“La solitudine è la condizione normale di un magistrato. Ma mio padre fu tradito”. Davanti alla lapide che ricorda del procuratore Gaetano Costa, il figlio Michele richiama il clima in cui maturò l’agguato al magistrato il 6 agosto 1980.
Costa venne ucciso poco dopo avere firmato personalmente gli ordini di cattura contro la cosca Spatola-Inzerillo coinvolta in una retata della squadra mobile. I suoi sostituti, tranne uno, non avevano ritenuto di avallare l’operazione per un approfondimento investigativo. Dopo 39 anni non c’è sul delitto una verità giudiziaria. Secondo il figlio, l’inchiesta della Procura di Caltanissetta sarebbe stata a suo tempo condotta in modo “tiepido”.
Le indagini non avrebbero ricostruito compiutamente scenari e responsabilità di un grande delitto di mafia. E in questo modo, aggiunge Michele Costa, avrebbe trovato conferma “quello che mio padre aveva scritto nel giorno in cui venne ucciso, e cioè che nei delitti di mafia la causale non deve mai essere chiara”. “Per questo – conclude – per gli omicidi compiuti negli anni Ottanta sono in galera alcuni tagliagole, tanti esecutori, ma poco o nulla si sa dei mandanti”.
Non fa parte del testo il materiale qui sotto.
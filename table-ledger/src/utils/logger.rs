//! Logging Infrastructure
//!
//! Structured logging setup with support for both development and production environments.

use std::path::Path;

/// Initialize the logger
pub fn init_logger() {
    init_logger_with_file(None, None);
}

/// Initialize the logger with optional file output
///
/// Safe to call more than once: the first subscriber stays installed and
/// later calls only leave a debug line through it.
pub fn init_logger_with_file(log_level: Option<&str>, log_dir: Option<&str>) {
    let level = log_level.unwrap_or("info");

    let subscriber = tracing_subscriber::fmt()
        .with_max_level(level.parse().unwrap_or(tracing::Level::INFO))
        .with_file(false)
        .with_line_number(false)
        .with_thread_ids(false)
        .with_target(false);

    // Add file output if log_dir exists
    let file_dir = log_dir.filter(|dir| Path::new(dir).is_dir());
    let result = match file_dir {
        Some(dir) => {
            let file_appender = tracing_appender::rolling::daily(dir, "table-ledger");
            subscriber.with_writer(file_appender).try_init()
        }
        None => subscriber.try_init(),
    };

    if let Err(e) = result {
        tracing::debug!(error = %e, "Tracing subscriber already installed, keeping it");
        return;
    }
    if let (Some(dir), None) = (log_dir, file_dir) {
        tracing::warn!(log_dir = dir, "Log directory not found, logging to stdout only");
    }
}
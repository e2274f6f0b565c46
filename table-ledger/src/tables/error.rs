use super::storage::StorageError;
use rust_decimal::Decimal;
use shared::sitting::{CommandError, CommandErrorCode};
use thiserror::Error;

/// Ledger errors
#[derive(Debug, Error)]
pub enum LedgerError {
    #[error("Storage error: {0}")]
    Storage(#[from] StorageError),

    #[error("Validation failed: {0}")]
    Validation(String),

    #[error("Dish not found: {0}")]
    DishNotFound(String),

    #[error("Sitting not found: {0}")]
    SittingNotFound(String),

    #[error("Payment of {amount} exceeds remaining balance {remaining}")]
    Overpayment { amount: Decimal, remaining: Decimal },

    #[error("Dish already paid: {0}")]
    AlreadyPaid(String),

    #[error("No pending split share for {0}")]
    NoPendingShare(String),

    #[error("No active sitting for table: {0}")]
    NoActiveSitting(String),

    #[error("Sitting already closed: {0}")]
    SittingClosed(String),

    #[error("Table is busy: {0}")]
    Busy(String),

    #[error("Internal error: {0}")]
    Internal(String),
}

/// 将存储错误转换为错误码（前端负责本地化）
fn classify_storage_error(e: &StorageError) -> CommandErrorCode {
    if let StorageError::Serialization(_) = e {
        return CommandErrorCode::InternalError;
    }

    // redb 错误通过字符串匹配分类
    let err_str = e.to_string().to_lowercase();

    // 磁盘空间不足
    if err_str.contains("no space") || err_str.contains("disk full") || err_str.contains("enospc")
    {
        return CommandErrorCode::StorageFull;
    }

    // 内存不足
    if err_str.contains("out of memory") || err_str.contains("cannot allocate") {
        return CommandErrorCode::OutOfMemory;
    }

    // 数据损坏
    if err_str.contains("corrupt") || err_str.contains("invalid database") {
        return CommandErrorCode::StorageCorrupted;
    }

    CommandErrorCode::SystemBusy
}

impl From<LedgerError> for CommandError {
    fn from(err: LedgerError) -> Self {
        let message = err.to_string();
        match err {
            LedgerError::Storage(e) => {
                let code = classify_storage_error(&e);
                tracing::error!(error = %e, error_code = ?code, "Storage error occurred");
                CommandError::new(code, message)
            }
            LedgerError::Validation(_) => {
                CommandError::new(CommandErrorCode::ValidationFailed, message)
            }
            LedgerError::DishNotFound(_) => {
                CommandError::new(CommandErrorCode::DishNotFound, message)
            }
            LedgerError::SittingNotFound(_) => {
                CommandError::new(CommandErrorCode::SittingNotFound, message)
            }
            LedgerError::Overpayment { remaining, .. } => {
                CommandError::new(CommandErrorCode::Overpayment, message).with_remaining(remaining)
            }
            LedgerError::AlreadyPaid(_) => {
                CommandError::new(CommandErrorCode::AlreadyPaid, message)
            }
            LedgerError::NoPendingShare(_) => {
                CommandError::new(CommandErrorCode::NoPendingShare, message)
            }
            LedgerError::NoActiveSitting(_) => {
                CommandError::new(CommandErrorCode::NoActiveSitting, message)
            }
            LedgerError::SittingClosed(_) => {
                CommandError::new(CommandErrorCode::SittingClosed, message)
            }
            LedgerError::Busy(_) => CommandError::new(CommandErrorCode::SystemBusy, message),
            LedgerError::Internal(_) => CommandError::new(CommandErrorCode::InternalError, message),
        }
    }
}

pub type LedgerResult<T> = Result<T, LedgerError>;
Alla cerimonia in via Cavour c’erano, oltre ai familiari del magistrato, anche il sindaco Leoluca Orlando, l’assessore Toto Cordaro in rappresentanza della Regione, il prefetto Antonella De Miro, il questore Renato Cortese e diversi magistrati. “Costa e gli altri servitori uccisi – dice il prefetto De Miro – rappresentavano un grande presidio per la democrazia”.